Exercise instructions:
From the listing below, copy each line that contains the word "root".

The records:

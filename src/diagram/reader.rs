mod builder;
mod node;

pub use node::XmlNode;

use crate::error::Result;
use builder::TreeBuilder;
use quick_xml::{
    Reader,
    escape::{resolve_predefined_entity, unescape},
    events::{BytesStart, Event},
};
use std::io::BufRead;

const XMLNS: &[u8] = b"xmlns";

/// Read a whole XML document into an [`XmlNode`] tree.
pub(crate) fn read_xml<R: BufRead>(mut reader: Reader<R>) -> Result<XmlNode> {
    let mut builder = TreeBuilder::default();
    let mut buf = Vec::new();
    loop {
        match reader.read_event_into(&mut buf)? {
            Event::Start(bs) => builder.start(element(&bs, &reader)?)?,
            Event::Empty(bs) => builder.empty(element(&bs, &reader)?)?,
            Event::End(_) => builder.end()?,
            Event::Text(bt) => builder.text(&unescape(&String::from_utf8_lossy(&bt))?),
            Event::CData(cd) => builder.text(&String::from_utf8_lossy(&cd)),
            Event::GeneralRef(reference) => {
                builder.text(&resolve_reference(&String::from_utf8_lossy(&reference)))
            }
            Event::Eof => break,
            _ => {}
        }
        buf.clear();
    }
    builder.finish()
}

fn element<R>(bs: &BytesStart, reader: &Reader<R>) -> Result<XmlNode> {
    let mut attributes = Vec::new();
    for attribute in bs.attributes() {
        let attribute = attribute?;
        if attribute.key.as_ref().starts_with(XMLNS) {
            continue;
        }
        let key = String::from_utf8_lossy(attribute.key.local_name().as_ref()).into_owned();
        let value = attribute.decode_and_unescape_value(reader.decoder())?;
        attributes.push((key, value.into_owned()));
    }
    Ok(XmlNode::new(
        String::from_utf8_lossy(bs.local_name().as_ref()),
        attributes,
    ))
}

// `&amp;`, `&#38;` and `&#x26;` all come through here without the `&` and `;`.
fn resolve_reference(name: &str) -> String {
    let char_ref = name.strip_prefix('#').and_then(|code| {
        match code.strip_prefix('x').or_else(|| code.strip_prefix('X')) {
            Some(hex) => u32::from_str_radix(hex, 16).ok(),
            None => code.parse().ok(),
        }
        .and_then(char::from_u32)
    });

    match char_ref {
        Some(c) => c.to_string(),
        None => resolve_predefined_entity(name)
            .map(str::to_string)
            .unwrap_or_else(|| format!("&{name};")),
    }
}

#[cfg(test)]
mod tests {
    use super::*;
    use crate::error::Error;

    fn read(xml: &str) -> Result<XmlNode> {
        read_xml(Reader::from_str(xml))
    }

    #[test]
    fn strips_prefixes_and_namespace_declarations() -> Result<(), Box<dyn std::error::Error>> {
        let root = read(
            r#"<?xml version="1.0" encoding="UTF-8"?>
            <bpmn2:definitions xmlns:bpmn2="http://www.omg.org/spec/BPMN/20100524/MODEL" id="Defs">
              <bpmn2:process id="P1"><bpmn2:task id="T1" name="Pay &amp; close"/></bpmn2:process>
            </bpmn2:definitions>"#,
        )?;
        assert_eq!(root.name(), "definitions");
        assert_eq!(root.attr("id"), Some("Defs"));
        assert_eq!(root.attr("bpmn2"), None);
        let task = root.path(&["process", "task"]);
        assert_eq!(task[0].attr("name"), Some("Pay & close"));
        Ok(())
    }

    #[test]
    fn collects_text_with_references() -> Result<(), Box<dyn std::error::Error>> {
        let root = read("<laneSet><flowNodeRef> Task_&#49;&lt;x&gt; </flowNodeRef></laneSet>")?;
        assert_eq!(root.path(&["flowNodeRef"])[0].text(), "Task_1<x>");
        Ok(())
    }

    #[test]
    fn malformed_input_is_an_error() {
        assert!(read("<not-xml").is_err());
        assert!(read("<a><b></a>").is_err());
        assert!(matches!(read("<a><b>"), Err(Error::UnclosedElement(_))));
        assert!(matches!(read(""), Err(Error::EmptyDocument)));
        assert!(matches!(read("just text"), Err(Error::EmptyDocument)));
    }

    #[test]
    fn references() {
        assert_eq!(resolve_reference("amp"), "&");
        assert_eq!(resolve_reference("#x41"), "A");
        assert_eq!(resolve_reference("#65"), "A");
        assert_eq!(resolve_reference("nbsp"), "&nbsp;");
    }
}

Your response:
        let root = read(
        assert_eq!(root.name(), "definitions");
        assert_eq!(root.attr("id"), Some("Defs"));
        assert_eq!(root.attr("bpmn2"), None);
        let task = root.path(&["process", "task"]);
        let root = read("<laneSet><flowNodeRef> Task_&#49;&lt;x&gt; </flowNodeRef></laneSet>")?;
        assert_eq!(root.path(&["flowNodeRef"])[0].text(), "Task_1<x>");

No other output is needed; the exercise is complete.